Lately I have been doing a lot of work on SQL Server’s that have had 24 or more processor cores installed in them. Many of these systems utilize hardware non-uniform memory architectures, or NUMA, while a few of them were not. This led me into a good bit of additional research into the differences between the two configurations. In this blog post, we’ll look at what NUMA is, and why it matters, and then in a separate blog post we’ll look at what this means to SQL Server and the differences between hard and soft NUMA configurations specifically for SQL.
Only a few years ago NUMA was synonymous with specialized hardware configurations that were designed to scale beyond the processor and RAM limitations of traditional Symmetric Multi-Processing (SMP) systems. The first NUMA system I learned anything about was the IBM x3950 series of servers that were used in a PASS Keynote Demo in 2009. The server being used in the demo was actually four x3950 servers that were interconnected as hardware NUMA nodes using the ScaleExpander Option Kit sold by IBM. Each of the hardware NUMA nodes was a very basic 4-way SMP system with its own processors, memory and I/O devices that could have also operated as a stand alone server. In a SMP configuration, all of the processors have equal access to the memory and I/O in the system as shown in the following diagram.

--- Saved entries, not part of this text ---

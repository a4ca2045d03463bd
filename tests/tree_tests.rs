use celltree::tree::simplify::pass_through_nodes;
use celltree::{apply_merges, Edge, MalformedTree, MergeSequenceExhausted, TreeError, TreeModel, ROOT_SENTINEL};

/// R - {A, B}, A - {a1, a2}; A at height 1, R at height 2
fn small_tree() -> TreeModel {
    TreeModel::new(vec![
        Edge::new_leaf("a1", "A", 0.0),
        Edge::new_leaf("a2", "A", 1.0),
        Edge::new_leaf("B", "R", 2.0),
        Edge::new_internal("A", "R", 0.5, 1.0),
        Edge::new_internal("R", ROOT_SENTINEL, 1.25, 2.0),
    ])
    .unwrap()
}

fn labels(names: &[&str]) -> Vec<String> {
    names.iter().map(|name| name.to_string()).collect()
}

// ============= Construction =============

#[test]
fn test_building_tree() {
    let tree = small_tree();
    assert_eq!(tree.len(), 5);
    assert_eq!(tree.leaves(), vec!["a1", "a2", "B"]);
    assert_eq!(tree.roots(), vec!["R"]);
    assert!(tree.contains("A"));
    assert!(!tree.contains(ROOT_SENTINEL));
    assert_eq!(tree.parent_of("R"), None);
    assert_eq!(tree.parent_of("a1"), Some("A"));

    let node = tree.node("A").unwrap();
    assert_eq!(node.children(), ["a1", "a2"]);
    assert_eq!(node.parent(), Some("R"));
    assert!(!node.is_leaf());
    assert_eq!(tree.to_string(), "(B,(a1,a2)A)R;");
}

#[test]
fn test_display_deep_chain() {
    //n0 - n1 - ... - n4999 - leaf, one child per level
    let depth = 5000;
    let mut edges = vec![Edge::new_leaf("leaf", &format!("n{}", depth - 1), 0.0)];
    for i in (0..depth).rev() {
        let parent = if i == 0 { ROOT_SENTINEL.to_owned() } else { format!("n{}", i - 1) };
        edges.push(Edge::new_internal(&format!("n{i}"), &parent, 0.0, (depth - i) as f64));
    }
    let tree = TreeModel::new(edges).unwrap();
    let printed = tree.to_string();
    assert!(printed.starts_with(&"(".repeat(depth)));
    assert!(printed.ends_with(")n0;"));
    assert_eq!(printed.matches('(').count(), depth);
    assert_eq!(printed.matches(')').count(), depth);
}

#[test]
fn test_implicit_root() {
    //no sentinel rows: the row-less parent is the root
    let tree = TreeModel::new(vec![
        Edge::new_leaf("x", "P", 0.0),
        Edge::new_leaf("y", "P", 1.0),
    ])
    .unwrap();
    assert_eq!(tree.roots(), vec!["P"]);
    assert_eq!(tree.descendants("P", true).unwrap(), labels(&["x", "y"]));
    assert!(tree.node("P").unwrap().is_root());
}

#[test]
fn test_malformed_trees() {
    let malformed = |edges: Vec<Edge>| match TreeModel::new(edges) {
        Err(TreeError::Malformed(reason)) => reason,
        other => panic!("expected a malformed tree, got {other:?}"),
    };
    assert_eq!(malformed(vec![]), MalformedTree::Empty);
    assert_eq!(
        malformed(vec![Edge::new_leaf("a", "A", 0.0), Edge::new_leaf("a", "A", 1.0)]),
        MalformedTree::DuplicateChild("a".to_owned())
    );
    assert_eq!(
        malformed(vec![Edge::new_leaf(ROOT_SENTINEL, "A", 0.0)]),
        MalformedTree::ReservedName(ROOT_SENTINEL.to_owned())
    );
    assert_eq!(
        malformed(vec![Edge::new_leaf("a", "X", 0.0), Edge::new_leaf("b", "Y", 1.0)]),
        MalformedTree::DanglingParent {
            parent: "Y".to_owned(),
            child: "b".to_owned()
        }
    );
    assert_eq!(
        malformed(vec![
            Edge::new_leaf("a", "A", 0.0),
            Edge::new_internal("A", "B", 0.0, 1.0),
            Edge::new_internal("B", "A", 0.0, 2.0),
        ]),
        MalformedTree::Cycle("A".to_owned())
    );
    assert_eq!(
        malformed(vec![
            Edge::new_leaf("a", ROOT_SENTINEL, 0.0),
            Edge::new_leaf("b", "a", 1.0),
        ]),
        MalformedTree::LeafHasChildren("a".to_owned())
    );
    assert_eq!(
        malformed(vec![
            Edge::new_leaf("a", "A", 0.0),
            Edge::new_internal("A", ROOT_SENTINEL, 0.0, 1.0),
            Edge::new_internal("C", "A", 0.0, 0.5),
        ]),
        MalformedTree::UnflaggedLeaf("C".to_owned())
    );
    let mut high_leaf = Edge::new_leaf("a", "A", 0.0);
    high_leaf.y = 0.5;
    assert_eq!(malformed(vec![high_leaf]), MalformedTree::LeafHeight("a".to_owned(), 0.5));
    for bad in [f64::NAN, f64::INFINITY, f64::NEG_INFINITY] {
        assert_eq!(
            malformed(vec![
                Edge::new_leaf("a", "A", 0.0),
                Edge::new_leaf("b", "A", 1.0),
                Edge::new_internal("A", ROOT_SENTINEL, 0.5, bad),
            ]),
            MalformedTree::NonFiniteCoordinate("A".to_owned())
        );
        assert_eq!(
            malformed(vec![Edge::new_leaf("a", "A", bad), Edge::new_leaf("b", "A", 1.0)]),
            MalformedTree::NonFiniteCoordinate("a".to_owned())
        );
    }
}

// ============= Traversal =============

#[test]
fn test_descendants_and_ancestors() {
    let tree = small_tree();
    assert_eq!(tree.descendants("R", false).unwrap(), labels(&["B", "A", "a1", "a2"]));
    assert_eq!(tree.descendants("R", true).unwrap(), labels(&["B", "a1", "a2"]));
    assert!(tree.descendants("a1", false).unwrap().is_empty());
    assert!(tree.descendants("nope", false).unwrap().is_empty());

    assert_eq!(tree.ancestors("a1", None).unwrap(), labels(&["A", "R"]));
    assert_eq!(tree.ancestors("a1", Some("R")).unwrap(), labels(&["A"]));
    assert!(tree.ancestors("R", None).unwrap().is_empty());
    assert_eq!(tree.ancestors("nope", None), Err(TreeError::NodeNotFound("nope".to_owned())));
}

#[test]
fn test_all_descendants() {
    let tree = small_tree();
    let all = tree.all_descendants(true).unwrap();
    let names: Vec<&str> = all.iter().map(|(name, _)| name.as_str()).collect();
    assert_eq!(names, vec!["a1", "A", "a2", "B", "R"]);
    assert_eq!(all[1].1, labels(&["a1", "a2"]));
    assert!(all[0].1.is_empty());
}

// ============= Merges =============

#[test]
fn test_worked_example_merges() {
    let tree = small_tree();
    let merges = tree.merge_sequence();
    assert_eq!(merges.len(), 1);
    assert_eq!(merges[0].children.iter().collect::<Vec<_>>(), vec!["a1", "a2"]);
    assert_eq!(merges[0].parent, "A");
    assert_eq!(merges[0].remaining, 2);

    let mut cells = labels(&["a1", "a2", "B"]);
    let report = apply_merges(&mut cells, &merges, 1);
    assert_eq!(cells, labels(&["A", "A", "B"]));
    assert_eq!(report.applied, 1);
    assert_eq!(report.exhausted, None);
}

#[test]
fn test_exhausted_merges_are_truncated() {
    let tree = small_tree();
    let merges = tree.merge_sequence();
    let mut cells = labels(&["a1", "B", "a2", "a1"]);
    let report = apply_merges(&mut cells, &merges, 4);
    assert_eq!(cells, labels(&["A", "B", "A", "A"]));
    assert_eq!(report.applied, 1);
    assert_eq!(
        report.exhausted,
        Some(MergeSequenceExhausted {
            requested: 4,
            available: 1
        })
    );
}

#[test]
fn test_zero_merges_leave_labels() {
    let merges = small_tree().merge_sequence();
    let mut cells = labels(&["a1", "a2"]);
    let report = apply_merges(&mut cells, &merges, 0);
    assert_eq!(cells, labels(&["a1", "a2"]));
    assert_eq!(report.applied, 0);
}

// ============= Simplify, subtree, layout =============

#[test]
fn test_explicit_skip_nodes() {
    let tree = small_tree();
    //removing A links a1 and a2 to R
    let (simple, removed) = tree.simplify(Some(vec!["A".to_owned()])).unwrap();
    assert_eq!(removed, vec!["A"]);
    assert_eq!(simple.children_of("R"), vec!["a1", "a2", "B"]);
    assert!(pass_through_nodes(&simple).is_empty());
}

#[test]
fn test_subtree_of_small_tree() {
    let tree = small_tree();
    let mut sub = tree.subtree("A").unwrap();
    assert_eq!(sub.len(), 3);
    assert_eq!(sub.roots(), vec!["R"]);
    assert_eq!(sub.leaves(), vec!["a1", "a2"]);
    sub.update_layout().unwrap();
    assert_eq!(sub.edge("a2").unwrap().x, 1.0);
    assert_eq!(sub.edge("A").unwrap().x, 0.5);
    assert_eq!(tree.subtree("nope"), Err(TreeError::NodeNotFound("nope".to_owned())));
    //a leaf has nothing below it
    assert_eq!(tree.subtree("B"), Err(TreeError::NodeNotFound("B".to_owned())));
}

// ============= Distances =============

#[test]
fn test_worked_example_distances() {
    let tree = small_tree();
    let matrix = tree.cophenetic_distances().unwrap();
    assert_eq!(matrix.labels(), ["a1", "a2", "B"]);
    assert_eq!(matrix.get("a1", "a2"), Some(1.0));
    assert_eq!(matrix.get("a1", "B"), Some(2.0));
    assert_eq!(matrix.get("B", "a2"), Some(2.0));
    assert_eq!(matrix.get("B", "B"), Some(0.0));
    assert_eq!(tree.lowest_common_ancestor("a1", "a2").unwrap(), "A");
    assert_eq!(tree.lowest_common_ancestor("a1", "B").unwrap(), "R");

    let restricted = matrix.restrict(&["B", "a1"]).unwrap();
    assert_eq!(restricted.rows(), vec![vec![0.0, 2.0], vec![2.0, 0.0]]);
    assert_eq!(
        matrix.restrict(&["a1", "Z"]),
        Err(TreeError::NodeNotFound("Z".to_owned()))
    );
    assert_eq!(matrix.to_string(), ",a1,a2,B\na1,0,1,2\na2,1,0,2\nB,2,2,0\n");
}

#[test]
fn test_lca_without_height() {
    //implicit root P has no row, hence no height
    let tree = TreeModel::new(vec![
        Edge::new_leaf("x", "P", 0.0),
        Edge::new_leaf("y", "P", 1.0),
    ])
    .unwrap();
    assert_eq!(tree.cophenetic_distances(), Err(TreeError::MissingHeight("P".to_owned())));
}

While SMP systems made it possible to scale up the number of processors available inside a single server, as more processors were added to the system the processor bus became a limitation to the overall system performance. In the past systems like the IBM x3950 series of servers were able to scale up the number of processors and amount of RAM available in a single solution by interconnecting multiple SMP systems together with a high speed interconnect that allowed two or more systems to function as if they were a single system. However, one of the problems associated with connecting multiple nodes with an interconnect was the memory access between the processors in one node to the memory in another node was not uniform; hence the name Non-Uniform Memory Architecture. The interconnect between the two systems introduced latency for the memory access across nodes. The traditional concept of NUMA using multiple interconnected SMP systems as NUMA nodes would conceptually resemble the following:
Technically this is more complicated, but the general concept is that each of the nodes has access to the memory available in the total system through the interconnect, but at a slight penalty performance wise. For this reason special considerations had to be taken when writing software to run on NUMA configured systems and the Windows Server OS and SQL Server both have NUMA optimizations built into their code base to optimize memory locality. While in the past most people that were using hardware NUMA configurations would have known about it, recent changes in processor architectures have made hardware NUMA configurations much more common place and most people I’ve talked to don’t even realize that their new server utilizes hardware NUMA.
AMD Hyper-Transport (HT)
Where the older SMP architecture had a separate memory controller in the Northbridge of the motherboard, newer systems have an integrated memory controller built into the processor itself, and each processor has its own memory bank. The first processors to introduce an integrated memory controller were the AMD Opteron series of processors in early 2003. Since the introduction of the Opteron series, other AMD processor lines have included an integrated memory controller as well. Just as with traditional NUMA configurations, the hardware NUMA created by each processor having an integrated memory controller requires an interconnect to exist between the processors to allow for memory access by the other processors in the system. AMD processors share memory access through Hyper-Transport (HT) links between the processors.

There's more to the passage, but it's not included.